If you are part of the creative entrepreneur world, you have heard of Squarespace, Wordpress, Showit, and probably Wix and Weebly. But you may not have heard about Webflow. While every website platform has its strengths and weaknesses, Webflow is a really great platform and deserves to be a contender for your creative biz. So, without further ado, here are 5 reasons you should use Webflow to build and host your creative business website.
Disclaimer: I’m a Webflow affiliate and some of the links in this post are affiliate links. That means that I may earn a discount or commission if you make a purchase or sign up. However, I only recommend products that I use and love.

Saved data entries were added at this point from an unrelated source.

//! Repository state persistence
//!
//! The core keeps its state in memory; a [`SnapshotStore`] saves and loads
//! the whole of it. [`FileStore`] keeps one JSON document per repository
//! directory:
//!
//! ```text
//! {root}/
//!   metadata.json    repository UUID and creation time
//!   state.json       versions, branches, merge requests, backups
//!   config.json      RepositoryConfig
//!   hooks/           hook scripts
//! ```

use crate::backup::BackupRecord;
use crate::branch::ContentBranches;
use crate::merge::MergeRequest;
use crate::object::Version;
use anyhow::{Context, Result};
use async_trait::async_trait;
use serde::{Deserialize, Serialize};
use std::collections::BTreeMap;
use std::fs::{self, File};
use std::io::{BufReader, BufWriter, Write};
use std::path::{Path, PathBuf};
use tokio::sync::RwLock;

/// Everything needed to rebuild a repository
#[derive(Debug, Clone, Default, Serialize, Deserialize)]
#[serde(default)]
pub struct RepositorySnapshot {
    pub versions: Vec<Version>,
    /// Last allocated version number per content item
    pub version_counters: BTreeMap<String, u64>,
    pub branches: Vec<ContentBranches>,
    pub merge_requests: Vec<MergeRequest>,
    pub backups: Vec<BackupRecord>,
}

/// Repository metadata
#[derive(Debug, Clone, Serialize, Deserialize)]
pub struct RepositoryMetadata {
    pub uuid: String,
    pub created_at: i64,
}

/// Storage backend for repository snapshots
#[async_trait]
pub trait SnapshotStore: Send + Sync {
    /// Load the last saved snapshot, if any
    async fn load(&self) -> Result<Option<RepositorySnapshot>>;

    /// Replace the saved snapshot
    async fn save(&self, snapshot: &RepositorySnapshot) -> Result<()>;
}

/// Snapshot store on the local filesystem
pub struct FileStore {
    root: PathBuf,
    metadata: RepositoryMetadata,
}

impl FileStore {
    /// Open or create a repository directory
    pub fn open(path: &Path) -> Result<Self> {
        let root = path.to_path_buf();
        fs::create_dir_all(&root)
            .with_context(|| format!("Failed to create repository directory {:?}", root))?;

        let metadata_path = root.join("metadata.json");
        let metadata = if metadata_path.exists() {
            let file = File::open(&metadata_path)?;
            let reader = BufReader::new(file);
            serde_json::from_reader::<_, RepositoryMetadata>(reader)
                .with_context(|| format!("Failed to parse {:?}", metadata_path))?
        } else {
            let meta = RepositoryMetadata {
                uuid: uuid::Uuid::new_v4().to_string(),
                created_at: chrono::Utc::now().timestamp(),
            };
            let file = File::create(&metadata_path)?;
            let mut writer = BufWriter::new(file);
            serde_json::to_writer_pretty(&mut writer, &meta)?;
            writer.flush()?;
            meta
        };

        Ok(Self { root, metadata })
    }

    pub fn root(&self) -> &Path {
        &self.root
    }

    pub fn metadata(&self) -> &RepositoryMetadata {
        &self.metadata
    }

    fn state_path(&self) -> PathBuf {
        self.root.join("state.json")
    }
}

#[async_trait]
impl SnapshotStore for FileStore {
    async fn load(&self) -> Result<Option<RepositorySnapshot>> {
        let state_path = self.state_path();
        if !state_path.exists() {
            return Ok(None);
        }
        let data = tokio::fs::read(&state_path)
            .await
            .with_context(|| format!("Failed to read repository state from {:?}", state_path))?;
        let snapshot: RepositorySnapshot = serde_json::from_slice(&data)
            .with_context(|| "Failed to parse repository state JSON")?;
        Ok(Some(snapshot))
    }

    async fn save(&self, snapshot: &RepositorySnapshot) -> Result<()> {
        let state_path = self.state_path();
        let tmp_path = state_path.with_extension("tmp");
        let data = serde_json::to_vec_pretty(snapshot)?;
        tokio::fs::write(&tmp_path, &data).await?;
        tokio::fs::rename(&tmp_path, &state_path)
            .await
            .with_context(|| format!("Failed to replace {:?}", state_path))?;
        tracing::debug!(path = ?state_path, bytes = data.len(), "Saved repository state");
        Ok(())
    }
}

/// Snapshot store that keeps the last snapshot in memory
#[derive(Default)]
pub struct MemoryStore {
    snapshot: RwLock<Option<RepositorySnapshot>>,
}

#[async_trait]
impl SnapshotStore for MemoryStore {
    async fn load(&self) -> Result<Option<RepositorySnapshot>> {
        Ok(self.snapshot.read().await.clone())
    }

    async fn save(&self, snapshot: &RepositorySnapshot) -> Result<()> {
        *self.snapshot.write().await = Some(snapshot.clone());
        Ok(())
    }
}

01. Clean & Powerful <Code>
Now, all website building platforms take what you see on your screen and turn it into code that gets reassembled on your client's screen. Sometimes site building platforms can create super, messy code when you are dragging and dropping things to your heart’s content. Messy code= slower website. Got it? No? Maybe this will help:
02. Webflow CMS, baby!
Or, for the non-tech-savvy, a Content Management System. It’s the system behind blogging. Wordpress.org is a very popular Content Management System. Pretty much any worthwhile website builder is going to have CMS capabilities these days. So, what makes the Webflow version special? They have created a really flexible CMS that you can customize to make your life easier!
Want to build a custom Pinterest Save button, and link it to your blogging set up? Done! Want to build an image database that your VA can access without giving them access to your entire website? Done! Want to filter and link to create perfectly curated posts for each visitor? Done! Want to control exactly how your blog post collection or portfolio collection or testimonial collection looks on different pages? Done! See the trend here? You can do almost anything with the Webflow CMS. Well, I haven’t figured out how to make it clean my house yet...but you get the point.
03. Webflow vs Wordpress
Don’t get me wrong, Wordpress (the .org not the .com), is a powerful platform. It has a lot of flexibility and can be used to power a lot of sites with complicated needs. I’ve worked in Wordpress and there are things that I don’t like: There are a lot of hidden costs and maintenance. When you first dive in, you know you need hosting and a theme. Most people start with shared hosting which is a bargain. You purchase a premium theme that has a beautiful demo site. Boom, done! Right? Not so fast, that bargain hosting very well not be fast enough, so you upgrade. Then you will probably need to pay for premium plugins to get the functionality that you want. You should also set up a CDN, an SSL, make sure your host is optimized, setup security, keep everything updated, etc. Wordpress takes a lot of work.
When in doubt K.I.S.S: Keep It Simple Sister! Keep reading to see how Webflow can make your life easier.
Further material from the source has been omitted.